Süleyman Erol imzalı, ‘İçerden dışarıya ya da önsöz yerine’ başlığıyla uzunca bir değerlendirme, sunuş, yorum dikkat çekiyor. Süleyman Erol imzasının hemen altında, ‘1 nolu F tipi hapishane, A-Tek 10, Şirinyer-İzmir’ adresi kaydediliyor. Bu sunuşun bir yerinde;
-“Yazmak, hapishanede yazmak, hastanın nekahet dönemindeki içine vuran yaşamak, umut ve sevincinin ışığı gibi, bizi hep böyle benzer bir sayrılık sonrası iyimserliğinin içinde tutuyor” deniliyor.
Kitap içerisinde 10 ayrı öykünün yer aldığı görülüyor.
Kitabın adı olan “Sarı Sabır” adlı, başlıklı öykü 29 ncu sayfada başlıyor.

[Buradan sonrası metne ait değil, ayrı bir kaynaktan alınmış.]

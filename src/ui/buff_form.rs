// ui/buff_form.rs
use crossterm::event::{KeyCode, KeyEvent};
use ratatui::{
    buffer::Buffer,
    layout::{Constraint, Layout, Rect},
    style::{Color, Modifier as TextModifier, Style},
    text::{Line, Span},
    widgets::{Paragraph, Widget},
};
use strum::EnumCount;

use super::{
    Component, ComponentEnum, Context, Sheet,
    constants::FORM_KEYS,
    utils::popup,
};
use crate::{
    app::{Action, Command},
    attribute::Attribute,
};

#[derive(Debug, Clone, Copy, PartialEq, Eq)]
enum Field {
    Attributes,
    Turns,
    Points,
    Debuff,
}

impl Field {
    fn next(self) -> Self {
        match self {
            Field::Attributes => Field::Turns,
            Field::Turns => Field::Points,
            Field::Points => Field::Debuff,
            Field::Debuff => Field::Attributes,
        }
    }
}

/// Buff entry: one submission adds the same buff to every checked attribute.
#[derive(Debug, Clone)]
pub struct BuffForm {
    parent: Sheet,
    field: Field,
    cursor: usize,
    checked: [bool; Attribute::COUNT],
    turns: u32,
    points: i64,
    debuff: bool,
}

impl BuffForm {
    pub fn new(parent: Sheet, preselected: Attribute) -> Self {
        let mut checked = [false; Attribute::COUNT];
        let cursor = Attribute::all()
            .position(|attribute| attribute == preselected)
            .unwrap_or_default();
        checked[cursor] = true;
        Self {
            parent,
            field: Field::Attributes,
            cursor,
            checked,
            turns: 1,
            points: 1,
            debuff: false,
        }
    }

    pub fn selected(&self) -> Vec<Attribute> {
        Attribute::all()
            .zip(self.checked)
            .filter_map(|(attribute, checked)| checked.then_some(attribute))
            .collect()
    }

    fn adjust(&mut self, delta: i64) {
        match self.field {
            Field::Attributes => {
                let len = Attribute::COUNT as i64;
                self.cursor = (self.cursor as i64 + delta).rem_euclid(len) as usize;
            }
            Field::Turns => {
                self.turns = self.turns.saturating_add_signed(delta as i32).max(1);
            }
            Field::Points => self.points = (self.points + delta).max(1),
            Field::Debuff => self.debuff = !self.debuff,
        }
    }

    fn submit(&self) -> Option<Action> {
        let stats = self.selected();
        if stats.is_empty() {
            return None;
        }
        Some(Action::Submit(
            Command::AddModifiers {
                stats,
                turns: self.turns,
                amount: self.points,
                debuff: self.debuff,
            },
            ComponentEnum::from(self.parent.clone()),
        ))
    }

    fn field_style(&self, field: Field) -> Style {
        if self.field == field {
            Style::default()
                .fg(Color::Yellow)
                .add_modifier(TextModifier::BOLD)
        } else {
            Style::default()
        }
    }
}

impl Component for BuffForm {
    fn on_key(&mut self, key: KeyEvent, _context: &Context) -> Option<Action> {
        match key.code {
            KeyCode::Esc => Some(Action::SwitchComponent(ComponentEnum::from(
                self.parent.clone(),
            ))),
            KeyCode::Enter => self.submit(),
            KeyCode::Tab => {
                self.field = self.field.next();
                None
            }
            KeyCode::Char(' ') if self.field == Field::Attributes => {
                self.checked[self.cursor] = !self.checked[self.cursor];
                None
            }
            KeyCode::Char(' ') if self.field == Field::Debuff => {
                self.debuff = !self.debuff;
                None
            }
            // Attribute rows are listed top to bottom, so Down moves forward.
            KeyCode::Down | KeyCode::Char('j') if self.field == Field::Attributes => {
                self.adjust(1);
                None
            }
            KeyCode::Up | KeyCode::Char('k') if self.field == Field::Attributes => {
                self.adjust(-1);
                None
            }
            KeyCode::Up | KeyCode::Right | KeyCode::Char('+') => {
                self.adjust(1);
                None
            }
            KeyCode::Down | KeyCode::Left | KeyCode::Char('-') => {
                self.adjust(-1);
                None
            }
            _ => None,
        }
    }

    fn render(&mut self, area: Rect, buffer: &mut Buffer, context: &Context) {
        self.parent.render(area, buffer, context);

        let inner = popup(area, buffer, " Add Buff ", 44, 15);
        let [attributes_area, values_area, keys_area] = Layout::vertical([
            Constraint::Length(Attribute::COUNT as u16 + 1),
            Constraint::Length(4),
            Constraint::Min(1),
        ])
        .areas(inner);

        let mut lines = vec![Line::from(Span::styled(
            "Attributes (space to toggle)",
            self.field_style(Field::Attributes),
        ))];
        lines.extend(Attribute::all().zip(self.checked).enumerate().map(
            |(i, (attribute, checked))| {
                let marker = if checked { "[x]" } else { "[ ]" };
                let style = if self.field == Field::Attributes && i == self.cursor {
                    Style::default().add_modifier(TextModifier::REVERSED)
                } else {
                    Style::default()
                };
                Line::from(Span::styled(format!(" {marker} {}", attribute.title()), style))
            },
        ));
        Paragraph::new(lines).render(attributes_area, buffer);

        let sign = if self.debuff { "-" } else { "+" };
        Paragraph::new(vec![
            Line::from(Span::styled(
                format!("Turns:  ‹ {} ›", self.turns),
                self.field_style(Field::Turns),
            )),
            Line::from(Span::styled(
                format!("Points: ‹ {sign}{} ›", self.points),
                self.field_style(Field::Points),
            )),
            Line::from(Span::styled(
                format!("Debuff: {}", if self.debuff { "yes" } else { "no" }),
                self.field_style(Field::Debuff),
            )),
        ])
        .render(values_area, buffer);

        Paragraph::new(FORM_KEYS)
            .style(Style::default().fg(Color::DarkGray))
            .render(keys_area, buffer);
    }
}

#[cfg(test)]
mod tests {
    use super::*;
    use crate::{save::FileStorage, settings::Settings, tracker::Tracker};
    use crossterm::event::KeyModifiers;
    use std::time::Instant;

    fn key(code: KeyCode) -> KeyEvent {
        KeyEvent::new(code, KeyModifiers::NONE)
    }

    #[test]
    fn one_submission_targets_every_checked_attribute() {
        let dir = tempfile::tempdir().unwrap();
        let tracker = Tracker::load(FileStorage::new(dir.path()), &Settings::default());
        let context = Context {
            tracker: &tracker,
            console: None,
            now: Instant::now(),
        };
        let mut form = BuffForm::new(Sheet::default(), Attribute::Humor);

        // Check appearance too (humor is preselected).
        form.on_key(key(KeyCode::Down), &context);
        form.on_key(key(KeyCode::Down), &context);
        form.on_key(key(KeyCode::Char(' ')), &context);
        // Turns 1 -> 3, points 1 -> 2.
        form.on_key(key(KeyCode::Tab), &context);
        form.on_key(key(KeyCode::Up), &context);
        form.on_key(key(KeyCode::Up), &context);
        form.on_key(key(KeyCode::Tab), &context);
        form.on_key(key(KeyCode::Char('+')), &context);

        match form.on_key(key(KeyCode::Enter), &context) {
            Some(Action::Submit(command, _)) => assert_eq!(
                command,
                Command::AddModifiers {
                    stats: vec![Attribute::Humor, Attribute::Appearance],
                    turns: 3,
                    amount: 2,
                    debuff: false,
                }
            ),
            other => panic!("Expected a submission, got {other:?}"),
        }
    }

    #[test]
    fn nothing_checked_means_nothing_submitted() {
        let mut form = BuffForm::new(Sheet::default(), Attribute::Wealth);
        form.checked = [false; Attribute::COUNT];
        assert!(form.submit().is_none());
    }

    #[test]
    fn turns_and_points_never_drop_below_one() {
        let mut form = BuffForm::new(Sheet::default(), Attribute::Wealth);
        form.field = Field::Turns;
        form.adjust(-5);
        assert_eq!(form.turns, 1);
        form.field = Field::Points;
        form.adjust(-5);
        assert_eq!(form.points, 1);
    }
}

Bu öykünün girişi şöyle başlıyor:
-“Gökkubbenin Apollon’un bağdaş kurup Ege Denizi’nde günbatımını seyre daldığı, Bedreddin müritlerinin mübalağa cenk eylediği dağlarından yağ ovasından bal akan, düğünlerinde hala dümbelekçi Nazirelerin parmak oynattığı; Koca Arap İsmail Kerimoğlu harmandalının dönüldüğü, parmak üzümlerinin hem şarap, hem pekmez yapıldığı, çitlembik, payam, günebakan, künar, zeytin, pamuk cümbüşü.”
Bir Zilli Baba öyküsü var 47 nci sayfada başlayan…
Buranın girişinde de şu cümleler yeralıyor:
-“Gömleği pantolonundan sarkan, yüzü ter içinde kalmış ince uzun bir adam. Yanındaki motosikleti yokuştan çıkarırken söyleniyordu: Gidinin yarım akıllıları hem benim dediklerimi yapmazsınız, hem de kızarsınız. Siz var ya, benim tırnağım bile olamazsınız”..
Süleyman Erol, öykülerinin kahramanlarını yaşanmış olayların içinden seçip çıkarmış, değerlendirip, sayfalara aktarmış. Tebriklerimi sunuyorum efendim.